On 6 Feb, 11:53 pm, guido at python.org wrote:
>On Sat, Feb 6, 2010 at 3:22 PM,  <exarkun at twistedmatrix.com> wrote:
>>On 10:29 pm, guido at python.org wrote:
>>>I haven't tried to repro this particular example, but the reason is
>>>that we don't want to have to call getpwd() on every import nor do we
>>>want to have some kind of in-process variable to cache the current
>>>directory. (getpwd() is relatively slow and can sometimes fail
>>>outright, and trying to cache it has a certain risk of being wrong.)
>>Assuming you mean os.getcwd():
>>exarkun at boson:~$ python -m timeit -s 'def f(): pass' 'f()'
>>10000000 loops, best of 3: 0.132 usec per loop
>>exarkun at boson:~$ python -m timeit -s 'from os import getcwd' 
>>1000000 loops, best of 3: 1.02 usec per loop
>>exarkun at boson:~$
>>So it's about 7x more expensive than a no-op function call. I'd call 
>>pretty quick. Compared to everything else that happens during an 
>>I'm not convinced this wouldn't be lost in the noise. I think it's at 
>>worth implementing and measuring.
>But it's a system call, and its speed depends on a lot more than the
>speed of a simple function call. It depends on the OS kernel, possibly
>on the filesystem, and so on.

Do you know of a case where it's actually slow?  If not, how convincing 
should this argument really be?  Perhaps we can measure it on a few 
platforms before passing judgement.

For reference, my numbers are from Linux 2.6.31 and my filesystem 
(though I don't think it really matters) is ext3.  I have eglibc 2.10.1 
compiled by gcc version 4.4.1.
>Also "os.getcwd()" abstracts away
>various platform details that the C import code would have to

That logic can all be hidden behind a C API which os.getcwd() can then 
be implemented in terms of.  There's no reason for it to be any harder 
to invoke from C than it is from Python.
>Really, the approach of preprocessing sys.path makes much
>more sense. If an app wants sys.path[0] to be an absolute path too
>they can modify it themselves.

That may turn out to be the less expensive approach.  I'm not sure in 
what other ways it is the approach that makes much more sense.

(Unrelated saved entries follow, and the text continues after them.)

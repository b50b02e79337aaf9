//! Wyoming Protocol Recognizer
//!
//! Captures one listening window from the microphone and sends it to a
//! Wyoming ASR server (events are JSON lines over TCP).
//!
//! Reference: https://github.com/rhasspy/wyoming

use super::{RecognitionError, RecognitionEvent, Recognizer};
use crate::audio;
use crate::config::Config;
use anyhow::{Context, Result};
use base64::{engine::general_purpose::STANDARD, Engine as _};
use std::time::Duration;
use tokio::io::{AsyncBufReadExt, AsyncWriteExt, BufReader};
use tokio::net::TcpStream;
use tokio::sync::mpsc::UnboundedSender;
use tracing::{debug, info, warn};

/// Below this RMS energy a capture is treated as silence
const SILENCE_ENERGY: f32 = 200.0;

/// Wyoming client for ASR services
#[derive(Debug, Clone)]
pub struct WyomingClient {
    host: String,
    port: u16,
    sample_rate: u32,
    timeout: Duration,
}

impl WyomingClient {
    pub fn new(host: &str, port: u16) -> Self {
        Self {
            host: host.to_string(),
            port,
            sample_rate: audio::SAMPLE_RATE,
            timeout: Duration::from_secs(30),
        }
    }

    /// Check if the server is reachable
    pub async fn health_check(&self) -> bool {
        match TcpStream::connect((&*self.host, self.port)).await {
            Ok(_) => {
                debug!("Wyoming server available at {}:{}", self.host, self.port);
                true
            }
            Err(e) => {
                warn!("Wyoming server not available: {}", e);
                false
            }
        }
    }

    /// Send 16-bit mono PCM and return the transcript (possibly empty)
    pub async fn transcribe(&self, samples: &[i16], language: &str) -> Result<String> {
        let stream = TcpStream::connect((&*self.host, self.port))
            .await
            .context("Failed to connect to Wyoming server")?;

        let (reader, mut writer) = stream.into_split();
        let mut reader = BufReader::new(reader);

        let audio_bytes: Vec<u8> = samples.iter().flat_map(|s| s.to_le_bytes()).collect();
        let language = language.split('-').next().unwrap_or("en");

        let events = [
            serde_json::json!({"type": "transcribe", "data": {"language": language}}),
            serde_json::json!({
                "type": "audio-start",
                "data": {"rate": self.sample_rate, "width": 2, "channels": 1}
            }),
            serde_json::json!({
                "type": "audio-chunk",
                "data": {
                    "rate": self.sample_rate,
                    "width": 2,
                    "channels": 1,
                    "audio": STANDARD.encode(&audio_bytes),
                    "timestamp": 0
                }
            }),
            serde_json::json!({"type": "audio-stop"}),
        ];
        for event in &events {
            writer.write_all(event.to_string().as_bytes()).await?;
            writer.write_all(b"\n").await?;
        }
        writer.flush().await?;

        debug!(
            "Sent audio ({} bytes), waiting for transcript...",
            audio_bytes.len()
        );

        let transcript = tokio::time::timeout(self.timeout, async {
            loop {
                let mut line = String::new();
                if reader.read_line(&mut line).await? == 0 {
                    break;
                }

                if let Ok(event) = serde_json::from_str::<serde_json::Value>(&line) {
                    if event.get("type").and_then(|t| t.as_str()) == Some("transcript") {
                        if let Some(text) = event
                            .get("data")
                            .and_then(|d| d.get("text"))
                            .and_then(|t| t.as_str())
                        {
                            return Ok::<_, anyhow::Error>(text.trim().to_string());
                        }
                    }
                }
            }
            Ok(String::new())
        })
        .await
        .context("Timeout waiting for transcript")??;

        info!("📝 Wyoming transcript: '{}'", transcript);
        Ok(transcript)
    }
}

/// Microphone + Wyoming recognition
#[derive(Debug)]
pub struct WyomingRecognizer {
    client: WyomingClient,
    device: Option<usize>,
    window: Duration,
}

impl WyomingRecognizer {
    pub fn new(config: &Config) -> Self {
        Self {
            client: WyomingClient::new(&config.wyoming_host, config.wyoming_port),
            device: config.input_device,
            window: Duration::from_secs(config.listen_seconds.max(1)),
        }
    }
}

impl Recognizer for WyomingRecognizer {
    fn name(&self) -> &str {
        "wyoming"
    }

    fn is_available(&self) -> bool {
        audio::has_input_device()
    }

    fn start(&mut self, language: &str, events: UnboundedSender<RecognitionEvent>) -> Result<()> {
        let client = self.client.clone();
        let device = self.device;
        let window = self.window;
        let language = language.to_string();

        tokio::spawn(async move {
            let _ = events.send(RecognitionEvent::Started);

            let captured =
                tokio::task::spawn_blocking(move || audio::record(device, window)).await;

            let outcome = match captured {
                Ok(Ok(samples)) if audio::calculate_energy(&samples) < SILENCE_ENERGY => {
                    Err(RecognitionError::NoSpeech)
                }
                Ok(Ok(samples)) => match client.transcribe(&samples, &language).await {
                    Ok(text) if text.is_empty() => Err(RecognitionError::NoSpeech),
                    Ok(text) => Ok(text),
                    Err(e) => Err(RecognitionError::Network(e.to_string())),
                },
                Ok(Err(e)) => Err(RecognitionError::AudioCapture(e.to_string())),
                Err(e) => Err(RecognitionError::AudioCapture(e.to_string())),
            };

            let event = match outcome {
                Ok(text) => RecognitionEvent::Transcript(text),
                Err(error) => RecognitionEvent::Error(error),
            };
            let _ = events.send(event);
            let _ = events.send(RecognitionEvent::Ended);
        });
        Ok(())
    }
}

Quite the opposite: centralizing the responsibility for normalizing this 
value makes a lot of sense if you consider things like reducing code 
duplication and, in turn, removing the possibility for bugs.

Adding better documentation for __file__ is another task which I think 
is worth undertaking, regardless of whether any change is made to how 
its value is computed.  At the moment, the two or three sentences about 
it in PEP 302 are all I've been able to find, and they don't really get 
the job done.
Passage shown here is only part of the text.